[[ Task input open ]]

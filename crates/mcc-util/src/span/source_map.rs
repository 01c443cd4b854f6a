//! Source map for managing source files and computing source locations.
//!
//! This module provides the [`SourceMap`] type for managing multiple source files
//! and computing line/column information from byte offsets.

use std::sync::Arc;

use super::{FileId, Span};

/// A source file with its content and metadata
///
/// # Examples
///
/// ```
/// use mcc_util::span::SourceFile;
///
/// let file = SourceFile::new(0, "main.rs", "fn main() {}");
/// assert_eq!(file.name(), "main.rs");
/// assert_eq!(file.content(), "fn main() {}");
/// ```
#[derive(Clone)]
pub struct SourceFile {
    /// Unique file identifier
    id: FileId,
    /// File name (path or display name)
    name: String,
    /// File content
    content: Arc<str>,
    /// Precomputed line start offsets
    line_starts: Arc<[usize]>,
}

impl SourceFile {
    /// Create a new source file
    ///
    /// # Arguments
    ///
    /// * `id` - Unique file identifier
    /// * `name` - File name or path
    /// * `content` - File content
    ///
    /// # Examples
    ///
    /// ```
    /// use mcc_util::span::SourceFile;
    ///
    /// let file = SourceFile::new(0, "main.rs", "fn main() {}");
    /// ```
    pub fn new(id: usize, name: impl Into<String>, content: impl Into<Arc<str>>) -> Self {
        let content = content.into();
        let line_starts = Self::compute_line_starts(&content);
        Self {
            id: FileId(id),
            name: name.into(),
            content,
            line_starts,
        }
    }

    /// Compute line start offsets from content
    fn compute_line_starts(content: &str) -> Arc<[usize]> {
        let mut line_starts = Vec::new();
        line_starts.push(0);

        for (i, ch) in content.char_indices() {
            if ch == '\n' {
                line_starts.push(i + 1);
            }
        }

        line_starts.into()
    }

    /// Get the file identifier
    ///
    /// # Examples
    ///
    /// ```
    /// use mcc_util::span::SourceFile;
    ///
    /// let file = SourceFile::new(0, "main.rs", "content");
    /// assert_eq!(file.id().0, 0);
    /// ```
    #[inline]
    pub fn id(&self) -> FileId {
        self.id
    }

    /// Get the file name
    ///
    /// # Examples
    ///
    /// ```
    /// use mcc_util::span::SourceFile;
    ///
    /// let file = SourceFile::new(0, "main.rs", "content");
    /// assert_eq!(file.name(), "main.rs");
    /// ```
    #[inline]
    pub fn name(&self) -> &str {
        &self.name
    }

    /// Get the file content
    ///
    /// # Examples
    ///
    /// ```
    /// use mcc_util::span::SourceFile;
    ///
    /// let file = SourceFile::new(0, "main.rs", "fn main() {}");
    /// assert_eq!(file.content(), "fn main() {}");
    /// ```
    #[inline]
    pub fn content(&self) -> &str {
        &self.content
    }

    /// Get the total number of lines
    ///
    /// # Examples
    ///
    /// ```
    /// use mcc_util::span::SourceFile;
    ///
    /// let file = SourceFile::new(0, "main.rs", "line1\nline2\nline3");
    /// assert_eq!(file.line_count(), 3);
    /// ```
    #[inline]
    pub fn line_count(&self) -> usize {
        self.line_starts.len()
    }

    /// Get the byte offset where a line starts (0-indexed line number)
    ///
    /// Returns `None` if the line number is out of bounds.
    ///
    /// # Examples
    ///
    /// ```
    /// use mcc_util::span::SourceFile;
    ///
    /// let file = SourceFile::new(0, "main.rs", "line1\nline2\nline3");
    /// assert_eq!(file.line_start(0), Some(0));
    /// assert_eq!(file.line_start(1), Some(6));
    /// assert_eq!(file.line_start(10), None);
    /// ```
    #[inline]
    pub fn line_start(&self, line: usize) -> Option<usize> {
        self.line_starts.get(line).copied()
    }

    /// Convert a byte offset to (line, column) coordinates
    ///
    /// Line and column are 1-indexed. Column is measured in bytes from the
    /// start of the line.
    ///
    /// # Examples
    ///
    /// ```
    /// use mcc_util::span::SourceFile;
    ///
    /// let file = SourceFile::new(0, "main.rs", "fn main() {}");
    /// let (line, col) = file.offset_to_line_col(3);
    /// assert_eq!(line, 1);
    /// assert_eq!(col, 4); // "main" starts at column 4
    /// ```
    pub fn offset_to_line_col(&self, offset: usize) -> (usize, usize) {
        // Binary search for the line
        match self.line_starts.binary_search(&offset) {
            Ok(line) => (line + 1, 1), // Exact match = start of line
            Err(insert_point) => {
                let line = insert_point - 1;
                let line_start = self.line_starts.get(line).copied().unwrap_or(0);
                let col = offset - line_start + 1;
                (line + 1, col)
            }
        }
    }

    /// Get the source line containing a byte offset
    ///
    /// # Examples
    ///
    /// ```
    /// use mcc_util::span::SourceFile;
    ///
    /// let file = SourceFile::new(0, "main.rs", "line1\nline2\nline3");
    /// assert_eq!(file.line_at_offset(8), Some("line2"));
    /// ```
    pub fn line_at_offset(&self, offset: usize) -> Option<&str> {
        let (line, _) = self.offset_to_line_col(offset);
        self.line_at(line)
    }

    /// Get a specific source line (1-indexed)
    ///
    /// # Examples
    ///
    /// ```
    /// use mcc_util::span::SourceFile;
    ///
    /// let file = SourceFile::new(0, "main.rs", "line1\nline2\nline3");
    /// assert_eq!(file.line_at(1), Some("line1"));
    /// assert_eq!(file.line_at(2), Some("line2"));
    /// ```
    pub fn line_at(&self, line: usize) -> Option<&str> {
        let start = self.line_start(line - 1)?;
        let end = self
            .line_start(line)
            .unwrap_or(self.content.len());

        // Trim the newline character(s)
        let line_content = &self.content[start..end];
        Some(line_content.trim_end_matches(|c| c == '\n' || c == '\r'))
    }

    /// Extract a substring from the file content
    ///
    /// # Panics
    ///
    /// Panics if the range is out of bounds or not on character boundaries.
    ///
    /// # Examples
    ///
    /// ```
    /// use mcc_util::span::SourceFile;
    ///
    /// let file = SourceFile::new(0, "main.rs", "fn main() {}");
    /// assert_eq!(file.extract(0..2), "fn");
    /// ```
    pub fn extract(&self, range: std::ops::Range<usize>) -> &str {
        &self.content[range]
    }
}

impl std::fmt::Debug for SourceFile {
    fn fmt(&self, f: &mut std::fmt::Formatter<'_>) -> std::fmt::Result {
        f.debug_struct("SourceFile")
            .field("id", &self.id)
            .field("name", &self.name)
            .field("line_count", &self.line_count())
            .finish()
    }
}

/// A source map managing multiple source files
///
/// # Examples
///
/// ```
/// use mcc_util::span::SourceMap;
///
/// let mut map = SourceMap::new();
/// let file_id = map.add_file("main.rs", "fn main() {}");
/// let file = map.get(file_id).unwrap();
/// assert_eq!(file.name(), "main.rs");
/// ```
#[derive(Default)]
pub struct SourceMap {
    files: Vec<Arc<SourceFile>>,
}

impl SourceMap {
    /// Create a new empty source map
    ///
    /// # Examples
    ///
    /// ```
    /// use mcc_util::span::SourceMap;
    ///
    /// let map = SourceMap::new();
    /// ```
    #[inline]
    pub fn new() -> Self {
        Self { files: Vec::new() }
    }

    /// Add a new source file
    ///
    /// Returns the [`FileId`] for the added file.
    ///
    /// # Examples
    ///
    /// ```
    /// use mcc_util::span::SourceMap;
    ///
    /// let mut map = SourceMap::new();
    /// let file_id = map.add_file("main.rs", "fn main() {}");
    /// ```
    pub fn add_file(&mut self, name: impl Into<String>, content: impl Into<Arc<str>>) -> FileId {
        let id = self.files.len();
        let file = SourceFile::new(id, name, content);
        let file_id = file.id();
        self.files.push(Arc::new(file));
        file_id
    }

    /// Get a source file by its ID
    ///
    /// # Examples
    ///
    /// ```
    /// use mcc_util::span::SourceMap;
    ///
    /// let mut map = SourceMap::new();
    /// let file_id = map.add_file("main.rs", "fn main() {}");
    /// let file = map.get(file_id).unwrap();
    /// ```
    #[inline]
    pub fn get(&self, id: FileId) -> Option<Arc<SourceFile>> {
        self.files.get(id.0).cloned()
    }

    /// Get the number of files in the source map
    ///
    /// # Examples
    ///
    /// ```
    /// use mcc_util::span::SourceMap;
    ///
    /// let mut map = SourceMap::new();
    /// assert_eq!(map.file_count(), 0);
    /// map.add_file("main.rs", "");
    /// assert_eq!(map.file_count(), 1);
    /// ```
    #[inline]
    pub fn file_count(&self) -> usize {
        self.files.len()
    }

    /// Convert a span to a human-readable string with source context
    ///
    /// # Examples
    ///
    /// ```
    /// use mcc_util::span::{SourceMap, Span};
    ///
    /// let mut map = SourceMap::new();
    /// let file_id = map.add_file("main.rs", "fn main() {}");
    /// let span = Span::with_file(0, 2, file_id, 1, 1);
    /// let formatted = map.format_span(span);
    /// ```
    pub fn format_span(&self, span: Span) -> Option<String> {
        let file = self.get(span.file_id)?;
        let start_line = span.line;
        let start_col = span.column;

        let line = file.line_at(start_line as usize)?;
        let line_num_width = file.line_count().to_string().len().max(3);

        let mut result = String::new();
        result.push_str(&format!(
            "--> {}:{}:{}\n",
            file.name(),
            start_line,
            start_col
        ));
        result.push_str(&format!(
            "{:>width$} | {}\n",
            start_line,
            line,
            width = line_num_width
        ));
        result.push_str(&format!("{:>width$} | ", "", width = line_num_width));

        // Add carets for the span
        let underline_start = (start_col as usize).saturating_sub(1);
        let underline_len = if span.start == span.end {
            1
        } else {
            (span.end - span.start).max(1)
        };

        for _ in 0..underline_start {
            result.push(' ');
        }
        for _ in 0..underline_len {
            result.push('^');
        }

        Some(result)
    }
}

[[ Task input closed ]]

→ What you need to do
Only a number is needed here: the count of lines above that hold the string "from".

→ Solution for this problem
4